Feb 09, 2006 10:01
*coughs* Gosh, I feel like crap--my head is going to explode, and my chest is heavy--I mean hell I think I'm breathing like Darth Vader. It sucks. I'm hot but I'm cold--I kinda just wanna die. Ya know I will get over this, I'm about to go to the doctors and get injected with some kind of amazing stuff that will make me better--oh yeah.

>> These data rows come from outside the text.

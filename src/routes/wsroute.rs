use crate::error::AppError;
use crate::middleware::auth::extract_token;
use crate::services::presence_service::PresenceService;
use crate::state::AppState;
use crate::websocket::handlers::handle_inbound;
use crate::websocket::message_types::InboundEvent;
use crate::websocket::ConnectionId;
use actix::{Actor, ActorContext, AsyncContext, StreamHandler};
use actix_web::{get, web, Error, HttpRequest, HttpResponse};
use actix_web_actors::ws;
use std::time::{Duration, Instant};
use tokio::sync::mpsc::UnboundedReceiver;
use tokio_stream::wrappers::UnboundedReceiverStream;
use uuid::Uuid;

// WebSocket Actor
struct WsSession {
    user_id: Uuid,
    connection: ConnectionId,
    state: AppState,
    rx: Option<UnboundedReceiver<String>>,
    hb: Instant,
    heartbeat_interval: Duration,
    client_timeout: Duration,
}

impl WsSession {
    fn new(
        user_id: Uuid,
        connection: ConnectionId,
        rx: UnboundedReceiver<String>,
        state: AppState,
    ) -> Self {
        let heartbeat_interval = state.config.ws_heartbeat_interval;
        let client_timeout = state.config.ws_client_timeout;
        Self {
            user_id,
            connection,
            state,
            rx: Some(rx),
            hb: Instant::now(),
            heartbeat_interval,
            client_timeout,
        }
    }

    fn hb(&self, ctx: &mut ws::WebsocketContext<Self>) {
        let client_timeout = self.client_timeout;
        ctx.run_interval(self.heartbeat_interval, move |act, ctx| {
            if Instant::now().duration_since(act.hb) > client_timeout {
                tracing::warn!(user_id = %act.user_id, "WebSocket heartbeat failed, disconnecting");
                ctx.stop();
                return;
            }
            ctx.ping(b"");
        });
    }
}

impl Actor for WsSession {
    type Context = ws::WebsocketContext<Self>;

    fn started(&mut self, ctx: &mut Self::Context) {
        tracing::info!(user_id = %self.user_id, connection = ?self.connection, "WebSocket session started");

        self.hb(ctx);

        // frames published to this connection arrive on the registry channel
        if let Some(rx) = self.rx.take() {
            ctx.add_stream(UnboundedReceiverStream::new(rx));
        }

        let state = self.state.clone();
        let connection = self.connection;
        actix::spawn(async move {
            PresenceService::register(state.store.as_ref(), &state.registry, connection).await;
        });
    }

    fn stopped(&mut self, _ctx: &mut Self::Context) {
        tracing::info!(user_id = %self.user_id, connection = ?self.connection, "WebSocket session stopped");

        let state = self.state.clone();
        let connection = self.connection;
        actix::spawn(async move {
            PresenceService::disconnect(state.store.as_ref(), &state.registry, connection).await;
        });
    }
}

// Outbound frames from the registry
impl StreamHandler<String> for WsSession {
    fn handle(&mut self, frame: String, ctx: &mut Self::Context) {
        ctx.text(frame);
    }

    fn finished(&mut self, _ctx: &mut Self::Context) {
        // channel closes when the registry pruned this connection; keep the socket
        tracing::debug!(connection = ?self.connection, "Registry channel closed");
    }
}

// Handle WebSocket protocol messages
impl StreamHandler<Result<ws::Message, ws::ProtocolError>> for WsSession {
    fn handle(&mut self, msg: Result<ws::Message, ws::ProtocolError>, ctx: &mut Self::Context) {
        match msg {
            Ok(ws::Message::Ping(msg)) => {
                self.hb = Instant::now();
                ctx.pong(&msg);
            }
            Ok(ws::Message::Pong(_)) => {
                self.hb = Instant::now();
            }
            Ok(ws::Message::Text(text)) => {
                self.hb = Instant::now();
                match serde_json::from_str::<InboundEvent>(&text) {
                    Ok(event) => {
                        let state = self.state.clone();
                        let connection = self.connection;
                        let user_id = self.user_id;
                        actix::spawn(async move {
                            if let Err(e) = handle_inbound(&state, connection, user_id, event).await
                            {
                                tracing::warn!(user_id = %user_id, error = %e, "Realtime event rejected");
                            }
                        });
                    }
                    Err(e) => {
                        tracing::warn!("Failed to parse WS message: {:?}", e);
                    }
                }
            }
            Ok(ws::Message::Binary(_)) => {
                tracing::warn!("Binary WebSocket messages not supported");
            }
            Ok(ws::Message::Close(reason)) => {
                tracing::info!("WebSocket close message received: {:?}", reason);
                ctx.close(reason);
                ctx.stop();
            }
            Err(e) => {
                tracing::warn!("WebSocket protocol error: {:?}", e);
                ctx.stop();
            }
            _ => {}
        }
    }
}

// HTTP handler
#[get("/ws")]
pub async fn ws_handler(
    req: HttpRequest,
    stream: web::Payload,
    state: web::Data<AppState>,
) -> Result<HttpResponse, Error> {
    let token = extract_token(&req).ok_or_else(|| {
        tracing::warn!("WebSocket connection rejected: no token provided");
        AppError::Unauthorized
    })?;
    let user_id = state.auth.verify(&token)?;

    let (connection, rx) = state.registry.connect(user_id).await;
    let session = WsSession::new(user_id, connection, rx, state.get_ref().clone());

    match ws::start(session, &req, stream) {
        Ok(resp) => Ok(resp),
        Err(e) => {
            // handshake failed before the actor started
            state.registry.disconnect(connection).await;
            Err(e)
        }
    }
}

So being sick isn't what bothers me because in a few days this will only be a memory and I will be able to breathe again, without coughing and wheezing. But what has really gotten under my skin and irritated the shit out of me would be one of my best friends, Nick. Yeah he and I are chill, I mean we have been friends for like three years, and we've been together on and off for like most of the time. We are great together, I have always liked him, and I love him to death as a friend. Well, he and I had kinda started being all close and what not lately, and everything was fine, but now well, we aren't talking--this happens everytime. We both get scared and we back off because we don't know what to expect if we were to be together, last time I backed off, and this time he is. It sucks but I suppose it's for the best, because I think that he would be just some kind of rebound and I don't want him to be just that--and I would be the same for him because he just got out of a relationship too. It sucks but it's true. Ugh. I don't really know what to do about it all, except for back off too, so that's what I'm doing. I will give us both space and well, just kinda see what happens. Because I am not trying to rush anything, because well Ryan and I just fixed everything, and I don't need to be makin other stuff happen now. This saturday will be interesting because I think Ryan is gonna be at Cristian's party and so will flippin Nick--interesting. I just hope everything will be fine and that I don't freak out at all. Well, I am not making any sense, and I need to sleep some more before I got to the doctors. Peace.